Эстер содрогнулась, вспомнив нагруженные мертвыми телами повозки, стоны раненых, бессонную ночь, усталость, отчаяние и кровь. Наверное, Джосселину пришлось испытать похожие чувства.
— Там ни у кого не было шансов уцелеть, — молвила она, и голос ее прозвучал чуть громче шепота. — Имогена сказала, что Грей очень плохо отзывался о лорде Кардигане. Вот тут бы он и мне понравился!
Как ни грустно, Монк был согласен с Эстер. Он слышал о самоубийственной атаке и был возмущен бездарностью командования, загубившего столько человеческих жизней.
Так почему же, черт возьми, он возненавидел Грея?
Она продолжала говорить, но Монк уже ее не слушал. Он видел, что лицо Эстер искажено гневом и болью, и ему захотелось снова взять ее за руку, без всяких слов дать ей понять, что он чувствует то же самое.
Какое отвращение она испытала бы, если бы узнала, что именно Монк избил Грея до смерти в той страшной комнате на Мекленбург-сквер!

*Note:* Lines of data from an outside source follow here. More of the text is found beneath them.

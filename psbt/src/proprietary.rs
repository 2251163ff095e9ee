// Bitcoin formats library: consensus codecs, keys, scripts and PSBTs
// by LNP/BP Association (https://lnp-bp.org)
// Written in 2020-2022 by
//     Dr. Maxim Orlovsky <orlovsky@lnp-bp.org>
//
// To the extent possible under law, the author(s) have dedicated all
// copyright and related and neighboring rights to this software to
// the public domain worldwide. This software is distributed without
// any warranty.
//
// You should have received a copy of the Apache-2.0 License
// along with this software.
// If not, see <https://opensource.org/licenses/Apache-2.0>.



//! Textual notation for proprietary PSBT fields.
//!
//! A field is written as `<map>/<prefix>(<subtype>)[/<key data>][=<value>]`,
//! where `<map>` is `global`, `input:N` or `output:N`, prefix is either an
//! ASCII identifier or `0x`-prefixed hex, and key data and value are hex
//! strings. Examples: `global/DBC(5)`, `input:1/DBC(5)/8536ba03=01`,
//! `output:0/0x00ff(1)=beef`.

use std::collections::BTreeMap;
use std::fmt::{self, Display, Formatter};
use std::str::FromStr;

use bitcoin::hashes::hex::{FromHex, ToHex};

use crate::map::Map;
use crate::raw::ProprietaryKey;
use crate::Psbt;

/// Errors in proprietary field notation or placement
#[derive(Clone, Ord, PartialOrd, Eq, PartialEq, Hash, Debug, Display, Error)]
#[display(doc_comments)]
pub enum ProprietaryKeyError {
    /// unknown PSBT map `{0}`; expected `global`, `input:N` or `output:N`
    MapLocation(String),

    /// invalid proprietary key type `{0}`; expected `prefix(subtype)` with
    /// ASCII or `0x`-prefixed hex prefix and decimal subtype
    KeyType(String),

    /// invalid hex data `{0}` in proprietary field
    Hex(String),

    /// proprietary field `{0}` must have form
    /// `<map>/<prefix>(<subtype>)[/<key data>][=<value>]`
    Syntax(String),

    /// PSBT has no {0} map: there are only {1} of them
    NoSuchMap(MapLocation, usize),
}

/// PSBT key-value map addressed by its position
#[derive(Copy, Clone, Ord, PartialOrd, Eq, PartialEq, Hash, Debug, Display)]
pub enum MapLocation {
    /// Global map
    #[display("global")]
    Global,

    /// Map of the input with the given index
    #[display("input:{0}")]
    Input(usize),

    /// Map of the output with the given index
    #[display("output:{0}")]
    Output(usize),
}

impl FromStr for MapLocation {
    type Err = ProprietaryKeyError;

    fn from_str(s: &str) -> Result<Self, Self::Err> {
        let err = || ProprietaryKeyError::MapLocation(s.to_owned());
        match s.split_once(':') {
            None if s == "global" => Ok(MapLocation::Global),
            Some(("input", index)) => index.parse().map(MapLocation::Input).map_err(|_| err()),
            Some(("output", index)) => index.parse().map(MapLocation::Output).map_err(|_| err()),
            _ => Err(err()),
        }
    }
}

/// Type of a proprietary field: identifier prefix and subtype
#[derive(Clone, Ord, PartialOrd, Eq, PartialEq, Hash, Debug)]
pub struct ProprietaryKeyType {
    /// Identifier prefix
    pub prefix: Vec<u8>,

    /// Vendor-defined subtype
    pub subtype: u64,
}

impl Display for ProprietaryKeyType {
    fn fmt(&self, f: &mut Formatter<'_>) -> fmt::Result {
        let printable = !self.prefix.is_empty() &&
            !self.prefix.starts_with(b"0x") &&
            self.prefix.iter().all(|b| b.is_ascii_graphic() && !b"()/=".contains(b));
        if printable {
            // checked to be ASCII above
            f.write_str(&String::from_utf8_lossy(&self.prefix))?;
        } else {
            write!(f, "0x{}", self.prefix.to_hex())?;
        }
        write!(f, "({})", self.subtype)
    }
}

impl FromStr for ProprietaryKeyType {
    type Err = ProprietaryKeyError;

    fn from_str(s: &str) -> Result<Self, Self::Err> {
        let err = || ProprietaryKeyError::KeyType(s.to_owned());
        let (prefix, subtype) = s
            .strip_suffix(')')
            .and_then(|s| s.split_once('('))
            .ok_or_else(err)?;
        let prefix = match prefix.strip_prefix("0x") {
            Some(hex) => Vec::from_hex(hex).map_err(|_| err())?,
            None if prefix.is_empty() || !prefix.is_ascii() => return Err(err()),
            None => prefix.as_bytes().to_vec(),
        };
        let subtype = subtype.parse().map_err(|_| err())?;
        Ok(ProprietaryKeyType { prefix, subtype })
    }
}

/// Proprietary field together with the map it belongs to
#[derive(Clone, Ord, PartialOrd, Eq, PartialEq, Hash, Debug)]
pub struct ProprietaryKeyDescriptor {
    /// Map containing the field
    pub location: MapLocation,

    /// Field key
    pub key: ProprietaryKey,

    /// Field value
    pub value: Vec<u8>,
}

impl ProprietaryKeyDescriptor {
    /// Returns type of the proprietary key
    pub fn key_type(&self) -> ProprietaryKeyType {
        ProprietaryKeyType {
            prefix: self.key.prefix.clone(),
            subtype: self.key.subtype,
        }
    }
}

fn parse_hex(s: &str) -> Result<Vec<u8>, ProprietaryKeyError> {
    Vec::from_hex(s).map_err(|_| ProprietaryKeyError::Hex(s.to_owned()))
}

impl FromStr for ProprietaryKeyDescriptor {
    type Err = ProprietaryKeyError;

    fn from_str(s: &str) -> Result<Self, Self::Err> {
        let (field, value) = match s.split_once('=') {
            Some((field, value)) => (field, parse_hex(value)?),
            None => (s, vec![]),
        };
        let mut parts = field.splitn(3, '/');
        let (location, key_type) = match (parts.next(), parts.next()) {
            (Some(location), Some(key_type)) => (location, key_type),
            _ => return Err(ProprietaryKeyError::Syntax(s.to_owned())),
        };
        let ProprietaryKeyType { prefix, subtype } = key_type.parse()?;
        let key_data = parts.next().map(parse_hex).transpose()?.unwrap_or_default();
        Ok(ProprietaryKeyDescriptor {
            location: location.parse()?,
            key: ProprietaryKey {
                prefix,
                subtype,
                key_data,
            },
            value,
        })
    }
}

impl Display for ProprietaryKeyDescriptor {
    fn fmt(&self, f: &mut Formatter<'_>) -> fmt::Result {
        write!(f, "{}/{}", self.location, self.key_type())?;
        if !self.key.key_data.is_empty() {
            write!(f, "/{}", self.key.key_data.to_hex())?;
        }
        if !self.value.is_empty() {
            write!(f, "={}", self.value.to_hex())?;
        }
        Ok(())
    }
}

impl Psbt {
    fn proprietary_map_mut(
        &mut self,
        location: MapLocation,
    ) -> Result<&mut BTreeMap<ProprietaryKey, Vec<u8>>, ProprietaryKeyError> {
        let no_map = |count| ProprietaryKeyError::NoSuchMap(location, count);
        Ok(match location {
            MapLocation::Global => self.global.proprietary_mut(),
            MapLocation::Input(index) => {
                let count = self.inputs.len();
                self.inputs.get_mut(index).ok_or_else(|| no_map(count))?.proprietary_mut()
            }
            MapLocation::Output(index) => {
                let count = self.outputs.len();
                self.outputs.get_mut(index).ok_or_else(|| no_map(count))?.proprietary_mut()
            }
        })
    }

    /// Inserts proprietary field into the map given by the descriptor,
    /// replacing the value stored under the same key
    pub fn push_proprietary(&mut self, descriptor: &ProprietaryKeyDescriptor) -> Result<(), ProprietaryKeyError> {
        debug!("setting proprietary field {}", descriptor);
        self.proprietary_map_mut(descriptor.location)?
            .insert(descriptor.key.clone(), descriptor.value.clone());
        Ok(())
    }

    /// Lists proprietary fields of all maps
    pub fn proprietary_fields(&self) -> Vec<ProprietaryKeyDescriptor> {
        let global = self.global.proprietary().iter().map(|kv| (MapLocation::Global, kv));
        let inputs = self.inputs.iter().enumerate().flat_map(|(index, input)| {
            input.proprietary().iter().map(move |kv| (MapLocation::Input(index), kv))
        });
        let outputs = self.outputs.iter().enumerate().flat_map(|(index, output)| {
            output.proprietary().iter().map(move |kv| (MapLocation::Output(index), kv))
        });
        global
            .chain(inputs)
            .chain(outputs)
            .map(|(location, (key, value))| ProprietaryKeyDescriptor {
                location,
                key: key.clone(),
                value: value.clone(),
            })
            .collect()
    }
}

— …Чем чаще он появлялся у нас дома, — рассказывала Эстер, — тем больше он всем нравился. Мама готовилась к его визитам заранее. Слава богу, она так и не узнала, что с ним потом случилось…
Монк вовремя прикусил язык, чтобы не спросить, когда умерла мать Эстер. Да, конечно, он уже несколько раз слышал об этом.
— Продолжайте, — попросил он, встрепенувшись. — Или это все?
— Нет. — Она покачала головой. — Далеко не все. Как я уже говорила, все в него просто влюбились, включая Чарльза и Имогену. Имогена часто расспрашивала его о битвах и о госпитале — возможно, из-за меня.
Монк припомнил все, что он слышал о военном госпитале, о Флоренс Найтингейл и ее сподвижницах. Утомительный физический труд. Санитарами работали мужчины, женщин на службу принимали редко и доверяли им только чистить да убирать.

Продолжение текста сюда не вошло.